Trump tariffs and funding cuts

TRADE THREATS: US president Donald Trump sent ripples through global markets by adding a 10% tariff on goods imported from China, CNN reported. China retaliated with 10% tariffs on US “crude oil, agricultural machinery, large-displacement cars and pickup trucks”, plus 15% tariffs on coal and liquefied “natural” gas, Sky News said. Trump’s tariff threats against Mexico and Canada were paused for 30 days, the Associated Press noted.

CHANGES: Trump nominated Neil Jacobs, an ally previously “cited for misconduct”, as the new head of the National Oceanic and Atmospheric Administration (NOAA), NPR reported. Elsewhere, 168 employees working on environmental justice programmes at the Environmental Protection Agency were placed on administrative leave, Reuters reported. Separately, the Guardian found that mentions of climate change were removed from the websites of “several major” US government departments.

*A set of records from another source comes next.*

//! Error taxonomy for the scheduler.
//!
//! Caller-input errors (`InvalidPayload`, `InvalidDuration`, `NotFound`) are
//! surfaced by facade operations for the command layer to render. `Delivery`
//! never crosses the facade: the executor consumes it by terminalizing the
//! event as Failed.

use thiserror::Error;

pub type Result<T> = std::result::Result<T, SchedulerError>;

#[derive(Debug, Error)]
pub enum SchedulerError {
    /// Payload does not decode to the expected export document shape.
    #[error("invalid payload: {0}")]
    InvalidPayload(String),

    /// Duration expression could not be parsed (e.g. "10x").
    #[error("invalid duration: {0}")]
    InvalidDuration(String),

    /// No event with this id (never created, cancelled, or unknown).
    #[error("no event with id {0}")]
    NotFound(i64),

    /// The event store is unreachable or rejected the operation.
    #[error("persistence failure: {0}")]
    Persistence(String),

    /// Outbound HTTP delivery failed (transport error or non-2xx status).
    #[error("delivery failure: {0}")]
    Delivery(String),
}

impl From<rusqlite::Error> for SchedulerError {
    fn from(e: rusqlite::Error) -> Self {
        SchedulerError::Persistence(e.to_string())
    }
}
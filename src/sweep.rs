//! Reconciliation sweeper — the periodic loop that re-arms due-soon events.
//! Covers timers lost to restarts: the first tick runs immediately, so a
//! freshly started process arms everything due within the horizon before
//! settling into the fixed interval.

use std::time::Duration;

use crate::scheduler::Scheduler;

/// Run the sweep loop forever. Spawn this once per process:
///
/// ```no_run
/// # async fn demo() -> sendlater::Result<()> {
/// use sendlater::{Scheduler, SchedulerConfig};
///
/// let scheduler = Scheduler::open("events.db".as_ref(), SchedulerConfig::default())?;
/// tokio::spawn(sendlater::run_sweeper(scheduler.clone()));
/// # Ok(())
/// # }
/// ```
pub async fn run_sweeper(scheduler: Scheduler) {
    // tokio::time::interval panics on zero.
    let interval_secs = scheduler.config().sweep_interval_secs.max(1);
    tracing::info!(
        "⏰ Sweeper started (every {interval_secs}s, horizon {}s)",
        scheduler.config().arm_horizon_secs
    );

    let mut interval = tokio::time::interval(Duration::from_secs(interval_secs));
    loop {
        // First tick completes immediately: the startup sweep.
        interval.tick().await;
        match scheduler.sweep() {
            Ok(0) => {}
            Ok(armed) => tracing::debug!("Sweep pass armed {armed} event(s)"),
            Err(e) => tracing::warn!("⚠️ Sweep pass failed: {e}"),
        }
    }
}
//! Delivery executor — performs the outbound HTTP POST when a timer fires.
//! One attempt per event, success or failure; the verdict is recorded by the
//! caller via `EventStore::mark_terminal`.

use std::time::Duration;

use crate::event::{DeliveryOutcome, Event};

/// Posts stored payloads to their destinations.
pub struct Deliverer {
    http: reqwest::Client,
    timeout: Duration,
}

impl Deliverer {
    pub fn new(timeout: Duration) -> Self {
        Self {
            http: reqwest::Client::new(),
            timeout,
        }
    }

    /// POST the event's payload as a JSON body to its destination.
    /// Any non-2xx status, transport error, or undecodable stored payload is
    /// a `Failed` outcome. Never retries and never panics — the caller is
    /// long gone, so failure is only visible through the event's status.
    pub async fn deliver(&self, event: &Event) -> DeliveryOutcome {
        let body: serde_json::Value = match serde_json::from_str(&event.payload) {
            Ok(v) => v,
            Err(e) => {
                tracing::warn!("⚠️ Event {}: stored payload is not valid JSON: {e}", event.id);
                return DeliveryOutcome::Failed;
            }
        };

        let result = self
            .http
            .post(&event.destination)
            .json(&body)
            .timeout(self.timeout)
            .send()
            .await;

        match result {
            Ok(resp) if resp.status().is_success() => {
                tracing::info!("✅ Delivered event {} to {}", event.id, event.destination);
                DeliveryOutcome::Delivered
            }
            Ok(resp) => {
                tracing::warn!(
                    "⚠️ Event {} delivery to {} returned {}",
                    event.id,
                    event.destination,
                    resp.status()
                );
                DeliveryOutcome::Failed
            }
            Err(e) => {
                tracing::warn!(
                    "⚠️ Event {} delivery to {} failed: {e}",
                    event.id,
                    event.destination
                );
                DeliveryOutcome::Failed
            }
        }
    }
}
//! Scheduler facade — the public operation set (schedule, cancel, list)
//! plus the reconciliation sweep that keeps the timer index consistent
//! with the store.

use std::path::Path;
use std::sync::Arc;
use std::time::Duration;

use chrono::Utc;

use crate::config::{RetryPolicy, SchedulerConfig};
use crate::deliver::Deliverer;
use crate::duration;
use crate::error::{Result, SchedulerError};
use crate::event::{self, DeliveryOutcome, Event};
use crate::store::EventStore;
use crate::timers::TimerIndex;

/// The scheduler. Cheap to clone; all clones share the same store and
/// timer index.
#[derive(Clone)]
pub struct Scheduler {
    inner: Arc<Inner>,
}

struct Inner {
    config: SchedulerConfig,
    store: EventStore,
    timers: TimerIndex,
    deliverer: Deliverer,
}

impl Scheduler {
    /// Build a scheduler around an already-open store.
    pub fn new(store: EventStore, config: SchedulerConfig) -> Self {
        let timers = TimerIndex::new(Duration::from_secs(config.min_delay_secs));
        let deliverer = Deliverer::new(Duration::from_secs(config.delivery_timeout_secs));
        Self {
            inner: Arc::new(Inner {
                config,
                store,
                timers,
                deliverer,
            }),
        }
    }

    /// Convenience: open the store at `path` and build a scheduler on it.
    pub fn open(path: &Path, config: SchedulerConfig) -> Result<Self> {
        Ok(Self::new(EventStore::open(path)?, config))
    }

    pub fn config(&self) -> &SchedulerConfig {
        &self.inner.config
    }

    /// Schedule a delivery: parse the relative duration, validate the
    /// payload, persist the event, and arm a timer right away when the fire
    /// time falls inside the near-term horizon (soon-due events must not
    /// wait for the next sweep). Returns the new event id.
    ///
    /// A failed create never arms a timer — there is no partial state.
    pub fn schedule(&self, duration_expr: &str, payload: &[u8]) -> Result<i64> {
        let delay = duration::parse(duration_expr)?;
        let validated = event::validate_payload(payload)?;
        let fire_at = Utc::now()
            + chrono::Duration::from_std(delay)
                .map_err(|e| SchedulerError::InvalidDuration(format!("'{duration_expr}': {e}")))?;

        let body = serde_json::to_string(&validated.body)
            .map_err(|e| SchedulerError::InvalidPayload(e.to_string()))?;
        let created = self
            .inner
            .store
            .create(&body, &validated.destination, fire_at)?;
        let id = created.id;
        tracing::info!(
            "📅 Event {} scheduled for {} → {}",
            id,
            created.fire_at.to_rfc3339(),
            created.destination
        );

        if delay <= Duration::from_secs(self.inner.config.arm_horizon_secs) {
            self.arm_event(created);
        }
        Ok(id)
    }

    /// Cancel a pending event: disarm its timer (if this process armed one)
    /// and delete the row. Reports `NotFound` for unknown ids — success is
    /// only confirmed after the row is verifiably gone. If the delete itself
    /// fails the row survives, and the next sweep re-arms it.
    pub fn cancel(&self, id: i64) -> Result<()> {
        self.inner.timers.disarm(id);
        self.inner.store.delete(id)?;
        tracing::info!("🗑️ Event {id} cancelled");
        Ok(())
    }

    /// Pending events, soonest first.
    pub fn list_pending(&self) -> Result<Vec<Event>> {
        self.inner.store.find_pending()
    }

    /// Every event including terminal ones, for audit.
    pub fn list_all(&self) -> Result<Vec<Event>> {
        self.inner.store.find_all()
    }

    /// Ids armed in this process, for diagnostics. Restarts empty this; use
    /// `list_pending` for the durable view.
    pub fn armed_ids(&self) -> Vec<i64> {
        self.inner.timers.armed_ids()
    }

    /// One reconciliation pass: query the store for events due within the
    /// horizon and arm every id not already armed. Safe to run concurrently
    /// with direct scheduling (arm is presence-checked) and safe to repeat —
    /// the index is rebuilt from the store, never the other way around.
    /// Returns how many timers were newly armed.
    pub fn sweep(&self) -> Result<usize> {
        let horizon = Duration::from_secs(self.inner.config.arm_horizon_secs);
        let due = self.inner.store.find_due_within(Utc::now(), horizon)?;

        let mut armed = 0;
        for event in due {
            if self.inner.timers.contains(event.id) {
                continue;
            }
            if self.arm_event(event) {
                armed += 1;
            }
        }
        if armed > 0 {
            tracing::info!("🔭 Sweep armed {armed} event(s)");
        }
        Ok(armed)
    }

    /// Install a timer for this event. Past-due fire times arm with a zero
    /// delay, which the index clamps up to the configured floor.
    fn arm_event(&self, event: Event) -> bool {
        let delay = (event.fire_at - Utc::now()).to_std().unwrap_or_default();
        let this = self.clone();
        self.inner
            .timers
            .arm(event.id, delay, move || async move { this.fire(event).await })
    }

    /// Runs when an armed timer elapses: attempt delivery, then terminalize
    /// the event on every exit path, then drop the index entry (the timer
    /// already fired, so this is cache cleanup, not cancellation).
    async fn fire(&self, event: Event) {
        tracing::info!("🔔 Event {} fired", event.id);
        let outcome = self.inner.deliverer.deliver(&event).await;

        if outcome == DeliveryOutcome::Failed {
            match self.inner.config.retry {
                // Failures terminalize; retry is a future extension point.
                RetryPolicy::None => {}
            }
        }

        // A cancel may have raced the timer and deleted the row; NotFound
        // here is expected, anything else is worth a warning.
        match self.inner.store.mark_terminal(event.id, outcome) {
            Ok(()) => {}
            Err(SchedulerError::NotFound(_)) => {
                tracing::debug!("Event {} was cancelled while firing", event.id);
            }
            Err(e) => {
                tracing::warn!("⚠️ Failed to record outcome for event {}: {e}", event.id);
            }
        }

        self.inner.timers.disarm(event.id);
    }
}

FUNDING CUT FALLOUT: Hundreds of climate programmes funded by the US government “risk disappearing” after the Trump administration’s “attack” on the US aid agency, Climate Home News reported. USAID is a “major provider of grant-based finance for climate action in the global south”, the outlet noted. Amid the continued fallout from other federal funding cuts, Science reported: “Many scientists remain in limbo at thousands of academic institutions and nongovernmental agencies that rely on federal research grants.”

Around the world

  • LATE PLANS: Major polluters such as India and the EU are expected to miss the UN deadline to submit climate plans for 2035 by 10 February, the Financial Times reported. UN climate chief Simon Stiell said latecomers must submit plans “by September”. 
  • QUEENSLAND DOWNPOUR: Up to 1.5m of rain fell in Queensland, Australia last weekend in a deluge likely to have been exacerbated by climate change, the Sydney Morning Herald said. Scientists linked the rain to a “prolonged marine heatwave in the Coral Sea”, but noted that an official attribution study has not been carried out. 
  • UPHEAVAL: Indonesia’s special envoy for climate and energy said the Paris Agreement is “no longer relevant” for the country, Antara News said. Argentina is analysing the impact of withdrawing from Paris and other agreements after announcing it will follow Trump in exiting the World Health Organization, Ámbito said. 
  • OIL AND GAS: The Guardian reported on “growing internal backlash” against UK prime minister Keir Starmer’s potential plans to approve the controversial Rosebank oilfield. Starmer allegedly assured executives at energy company Equinor, Rosebank’s lead developer, of his support for the project, according to the Daily Telegraph
  • ROLLBACK: Equinor announced plans to halve renewable investment and increase oil and gas production by 10% over the next two years, BBC News said. 
  • COLLABORATION: An editorial in the Global Times, a major state-supporting newspaper in China, said that the nation and the EU should “strengthen cooperation” on climate change and “lead the rest of the world on a cooperative path of green development” in light of Trump’s withdrawal from the Paris Agreement.

$158

The usual price for a night in an apartment in Belém, Brazil.

$15,266

The currently offered “surreal” price for this November when the city will host COP30, the Associated Press reported.


Latest climate research

  • Rat numbers are on the rise in cities such as Washington DC, New York and Amsterdam due to climate change and other factors, according to a Science Advances study. 
  • Analysis in PLOS Climate found that some of the countries most vulnerable to climate change received disproportionately less adaptation-focused global government aid over a recent 10-year period. 
  • Strategies around energy demand could reduce emissions from buildings by 51-85% and transport by 37-91% by 2050, compared to a “current policies scenario”, research in Nature Energy said.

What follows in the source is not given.